Putting First Things First: Agreeing (Temporarily) to Disagree
A possible way forward may lie not in trying to eliminate the U.S. culture war but in limiting it. Cultural differences and their intersection with politics are too near to the hearts of citizens of democracies to be cast aside. It is unreasonable to expect voters not to be animated by issues that are foundational to their cultural traditions. What might work instead would be to acknowledge them and reduce their impact on grand strategy.
At the moment, the culture war has descended into actual violence, and a real solution to America’s political divide will have to wait for the violence to subside. Supposing this could be done, however, addressing the deeper cultural rift might be possible. In effect, Americans could try to acknowledge their cultural differences while committing to preventing them from getting out of hand.
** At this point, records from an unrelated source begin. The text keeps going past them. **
use anyhow::{Context, Result};
use serde::{Deserialize, Serialize};
use std::path::{Path, PathBuf};
use url::Url;

/// Environment variable prefix for overrides, e.g. `ATMOS_WEATHER__API_KEY`.
const ENV_PREFIX: &str = "ATMOS";

/// Conventional OpenWeatherMap key variable, used when the file has no key.
/// Never written back to the config file.
const API_KEY_ENV: &str = "OPENWEATHER_API_KEY";

/// Configuration validation errors
#[derive(Debug, Clone)]
pub struct ConfigValidationError {
    pub field: String,
    pub message: String,
}

impl std::fmt::Display for ConfigValidationError {
    fn fmt(&self, f: &mut std::fmt::Formatter<'_>) -> std::fmt::Result {
        write!(f, "{}: {}", self.field, self.message)
    }
}

/// Result of config validation
#[derive(Debug, Clone, Default)]
pub struct ValidationResult {
    pub errors: Vec<ConfigValidationError>,
    pub warnings: Vec<ConfigValidationError>,
}

impl ValidationResult {
    /// Returns true if there are no errors (warnings are OK)
    pub fn is_valid(&self) -> bool {
        self.errors.is_empty()
    }

    pub fn add_error(&mut self, field: impl Into<String>, message: impl Into<String>) {
        self.errors.push(ConfigValidationError {
            field: field.into(),
            message: message.into(),
        });
    }

    pub fn add_warning(&mut self, field: impl Into<String>, message: impl Into<String>) {
        self.warnings.push(ConfigValidationError {
            field: field.into(),
            message: message.into(),
        });
    }

    /// Get a user-friendly message summarizing all errors
    pub fn error_summary(&self) -> String {
        self.errors
            .iter()
            .map(|e| e.to_string())
            .collect::<Vec<_>>()
            .join("; ")
    }
}

#[derive(Debug, Clone, Serialize, Deserialize)]
pub struct Config {
    /// Application configuration directory (also holds the state file)
    #[serde(default = "default_config_dir")]
    pub config_dir: PathBuf,

    /// Weather API settings
    #[serde(default)]
    pub weather: WeatherConfig,

    /// Device location settings
    #[serde(default)]
    pub geolocation: GeolocationConfig,

    /// Auto-reload budget
    #[serde(default)]
    pub refresh: RefreshConfig,
}

/// Temperature unit preference
#[derive(Debug, Clone, Copy, PartialEq, Eq, Serialize, Deserialize, Default)]
#[serde(rename_all = "lowercase")]
pub enum TemperatureUnit {
    /// Fahrenheit for US locations, Celsius everywhere else
    #[default]
    Auto,
    Celsius,
    Fahrenheit,
}

#[derive(Debug, Clone, Serialize, Deserialize)]
pub struct WeatherConfig {
    /// OpenWeatherMap API key
    #[serde(default)]
    pub api_key: String,

    /// Base URL for current conditions and forecast (`/weather`, `/forecast`)
    #[serde(default = "default_api_base_url")]
    pub api_base_url: String,

    /// Base URL for direct geocoding (`/direct`)
    #[serde(default = "default_geo_base_url")]
    pub geo_base_url: String,

    /// Temperature unit preference
    #[serde(default)]
    pub temperature_unit: TemperatureUnit,

    /// Per-request timeout in seconds
    #[serde(default = "default_request_timeout")]
    pub request_timeout_secs: u64,
}

fn default_api_base_url() -> String {
    "https://api.openweathermap.org/data/2.5".to_string()
}

fn default_geo_base_url() -> String {
    "https://api.openweathermap.org/geo/1.0".to_string()
}

fn default_request_timeout() -> u64 {
    10
}

impl WeatherConfig {
    /// Use `fallback` when no key is configured.
    fn fill_api_key(&mut self, fallback: Option<String>) {
        if !self.api_key.trim().is_empty() {
            return;
        }
        if let Some(key) = fallback.filter(|k| !k.trim().is_empty()) {
            tracing::debug!("Using API key from {}", API_KEY_ENV);
            self.api_key = key;
        }
    }
}

impl Default for WeatherConfig {
    fn default() -> Self {
        Self {
            api_key: String::new(),
            api_base_url: default_api_base_url(),
            geo_base_url: default_geo_base_url(),
            temperature_unit: TemperatureUnit::Auto,
            request_timeout_secs: default_request_timeout(),
        }
    }
}

/// How the device location is acquired
#[derive(Debug, Clone, Copy, PartialEq, Eq, Serialize, Deserialize, Default)]
#[serde(rename_all = "lowercase")]
pub enum GeolocationMode {
    /// Look up the public IP's approximate position
    #[default]
    Ip,
    /// Use `latitude`/`longitude` from this section
    Fixed,
    /// Behave like a user who denied the permission prompt
    Disabled,
}

#[derive(Debug, Clone, Serialize, Deserialize)]
pub struct GeolocationConfig {
    #[serde(default)]
    pub mode: GeolocationMode,

    /// IP lookup endpoint returning `{status, lat, lon}` JSON
    #[serde(default = "default_ip_lookup_url")]
    pub ip_lookup_url: String,

    /// Fixed latitude (only for `fixed` mode)
    #[serde(default)]
    pub latitude: Option<f64>,

    /// Fixed longitude (only for `fixed` mode)
    #[serde(default)]
    pub longitude: Option<f64>,
}

fn default_ip_lookup_url() -> String {
    "http://ip-api.com/json".to_string()
}

impl Default for GeolocationConfig {
    fn default() -> Self {
        Self {
            mode: GeolocationMode::Ip,
            ip_lookup_url: default_ip_lookup_url(),
            latitude: None,
            longitude: None,
        }
    }
}

#[derive(Debug, Clone, Serialize, Deserialize)]
pub struct RefreshConfig {
    /// Auto-reloads of the last city before the policy changes behavior
    #[serde(default = "default_max_refresh")]
    pub max_refresh: u32,
}

fn default_max_refresh() -> u32 {
    3
}

impl Default for RefreshConfig {
    fn default() -> Self {
        Self {
            max_refresh: default_max_refresh(),
        }
    }
}

fn default_config_dir() -> PathBuf {
    dirs::config_dir()
        .unwrap_or_else(|| PathBuf::from("."))
        .join("atmos")
}

impl Default for Config {
    fn default() -> Self {
        Self {
            config_dir: default_config_dir(),
            weather: WeatherConfig::default(),
            geolocation: GeolocationConfig::default(),
            refresh: RefreshConfig::default(),
        }
    }
}

impl Config {
    /// Load configuration from the default location, creating it if it
    /// doesn't exist. `ATMOS_*` environment variables override file values.
    pub fn load() -> Result<Self> {
        Self::load_from(&Self::config_path()?)
    }

    /// Load configuration from an explicit file path.
    pub fn load_from(config_path: &Path) -> Result<Self> {
        if !config_path.exists() {
            let mut config = Self::default();
            if let Some(parent) = config_path.parent() {
                config.config_dir = parent.to_path_buf();
            }
            config.save_to(config_path)?;
        }

        let mut config: Config = config::Config::builder()
            .add_source(config::File::from(config_path).required(false))
            .add_source(
                config::Environment::with_prefix(ENV_PREFIX)
                    .prefix_separator("_")
                    .separator("__")
                    .try_parsing(true),
            )
            .build()
            .context("Failed to read config file")?
            .try_deserialize()
            .context("Failed to parse config file")?;
        config.weather.fill_api_key(std::env::var(API_KEY_ENV).ok());

        tracing::debug!("Loaded configuration from {}", config_path.display());
        Ok(config)
    }

    /// Validate the configuration
    pub fn validate(&self) -> ValidationResult {
        let mut result = ValidationResult::default();

        self.validate_url(&self.weather.api_base_url, "weather.api_base_url", &mut result);
        self.validate_url(&self.weather.geo_base_url, "weather.geo_base_url", &mut result);

        if self.weather.api_key.trim().is_empty() {
            result.add_warning(
                "weather.api_key",
                format!("No API key set - export {} or edit the config file", API_KEY_ENV),
            );
        }

        if self.weather.request_timeout_secs == 0 {
            result.add_error("weather.request_timeout_secs", "Timeout must be greater than 0");
        } else if self.weather.request_timeout_secs > 120 {
            result.add_warning(
                "weather.request_timeout_secs",
                "Timeout is unusually long (>120s)",
            );
        }

        let geo = &self.geolocation;
        match geo.mode {
            GeolocationMode::Ip => {
                self.validate_url(
                    &self.geolocation.ip_lookup_url,
                    "geolocation.ip_lookup_url",
                    &mut result,
                );
            }
            GeolocationMode::Fixed => match (geo.latitude, geo.longitude) {
                (Some(lat), Some(lon)) => {
                    if !(-90.0..=90.0).contains(&lat) {
                        result.add_error("geolocation.latitude", "Latitude must be within -90..90");
                    }
                    if !(-180.0..=180.0).contains(&lon) {
                        result.add_error(
                            "geolocation.longitude",
                            "Longitude must be within -180..180",
                        );
                    }
                }
                _ => result.add_error(
                    "geolocation",
                    "Fixed mode requires both latitude and longitude",
                ),
            },
            GeolocationMode::Disabled => {}
        }

        if self.refresh.max_refresh == 0 {
            result.add_warning(
                "refresh.max_refresh",
                "Auto-reload budget is 0 - every load takes the exhausted path",
            );
        }

        result
    }

    fn validate_url(&self, url_str: &str, field_name: &str, result: &mut ValidationResult) {
        match Url::parse(url_str) {
            Ok(url) => {
                if url.scheme() != "http" && url.scheme() != "https" {
                    result.add_error(
                        field_name,
                        format!("URL must use http or https scheme, got: {}", url.scheme()),
                    );
                }

                if url.host().is_none() {
                    result.add_error(field_name, "URL must have a host");
                }
            }
            Err(e) => {
                result.add_error(field_name, format!("Invalid URL: {}", e));
            }
        }
    }

    fn save_to(&self, config_path: &Path) -> Result<()> {
        if let Some(parent) = config_path.parent() {
            std::fs::create_dir_all(parent).context("Failed to create config directory")?;
        }

        let contents = toml::to_string_pretty(self).context("Failed to serialize config")?;

        std::fs::write(config_path, contents).context("Failed to write config file")?;

        Ok(())
    }

    /// Path of the persisted refresh state
    pub fn state_file(&self) -> PathBuf {
        self.config_dir.join("state.json")
    }

    /// Get the path to the configuration file
    pub fn config_path() -> Result<PathBuf> {
        let config_dir = dirs::config_dir()
            .context("Failed to get config directory")?
            .join("atmos");

        Ok(config_dir.join("config.toml"))
    }
}
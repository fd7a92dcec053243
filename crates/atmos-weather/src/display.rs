//! Unit conversion and text formatting shared by presentation sinks.

use atmos_core::TemperatureUnit;
use chrono::{DateTime, FixedOffset, NaiveDate};

/// Concrete unit to render temperatures in
#[derive(Debug, Clone, Copy, PartialEq, Eq)]
pub enum DisplayUnit {
    Celsius,
    Fahrenheit,
}

impl DisplayUnit {
    /// `Auto` picks Fahrenheit for US locations.
    pub fn resolve(preference: TemperatureUnit, country: Option<&str>) -> Self {
        match preference {
            TemperatureUnit::Celsius => Self::Celsius,
            TemperatureUnit::Fahrenheit => Self::Fahrenheit,
            TemperatureUnit::Auto => match country {
                Some(c) if c.eq_ignore_ascii_case("US") => Self::Fahrenheit,
                _ => Self::Celsius,
            },
        }
    }

    pub fn symbol(&self) -> &'static str {
        match self {
            Self::Celsius => "°C",
            Self::Fahrenheit => "°F",
        }
    }

    /// Convert Kelvin and round to whole degrees
    pub fn from_kelvin(&self, kelvin: f64) -> i64 {
        let celsius = kelvin - 273.15;
        let value = match self {
            Self::Celsius => celsius,
            Self::Fahrenheit => celsius * 9.0 / 5.0 + 32.0,
        };
        value.round() as i64
    }
}

pub fn format_temperature(kelvin: f64, unit: DisplayUnit) -> String {
    format!("{}{}", unit.from_kelvin(kelvin), unit.symbol())
}

/// m/s to rounded km/h
pub fn format_wind(meters_per_second: f64) -> String {
    format!("{} km/h", (meters_per_second * 3.6).round() as i64)
}

pub fn format_precipitation(last_hour_mm: Option<f64>) -> String {
    match last_hour_mm {
        Some(mm) if mm > 0.0 => format!("{} mm", mm),
        _ => "0 mm".to_string(),
    }
}

/// "Friday, Oct 16"
pub fn format_long_date(time: DateTime<FixedOffset>) -> String {
    time.format("%A, %b %-d").to_string()
}

/// "Fri"
pub fn format_weekday(date: NaiveDate) -> String {
    date.format("%a").to_string()
}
As with any other truce, there would be a tacit agreement among politically influential figures (including some not normally considered political figures) to play defense rather than offense on culture war issues. Existing Supreme Court precedents would largely be left to stand for the time being (a key understanding, because cultural issues do not allow for a permanent settlement), with as few major alterations as possible. Chief Justice John Roberts has, in recent years, signaled his endorsement of exactly this kind of jurisprudence. National legislation on sensitive matters would be limited in scope and brought up only when events drew attention. Parties would be free to maintain their stances on issues they consider too important to ignore while accepting détente with their opponents in the national interest. Members of Congress could decide not to insert cultural issues into emergency legislation. Political candidates could also make an effort to campaign outside their strongholds and avoid using language demonizing their opponents. (Because of President Trump’s direct incitement of violence and countless breaches of democratic norms, he belongs in a special category, and remedies for this assume his absence from positions of power, if not public life entirely.)
The usage of foreign policy topics as wedge issues—a common occurrence since the intense politicization of the Iraq War—could be reduced or avoided. And a future U.S. president with a less inflammatory character could use the bully pulpit to call the country’s attention to the fact that it has multiple adversaries who would like nothing better than to see it tear itself apart.
The truly divisive and toxic aspects of the far right need not be appeased in order to build consensus; neither should left-wing looting and vandalism or mutual street violence. But by reducing the intensity of the more mainstream culture war, the United States could begin to rebuild strategy.
All of this would require more patriotism and leadership than leaders of either party have thus far shown—but the United States has a proud history of responding successfully at the last minute, and may yet do so again. Part of doing so must be to acknowledge that, where the United States is concerned, a big country based on freedom of conscience will always have at least some cultural dissonance. Arguments about values are signs of freedom; free countries must manage them when full agreement cannot be reached. The key is to keep them from being a crippling liability.
The consequences of not doing so will democracies voting against democracy. As long as opposite factions within the liberal world are played off each other by its adversaries, freedom and America will lose.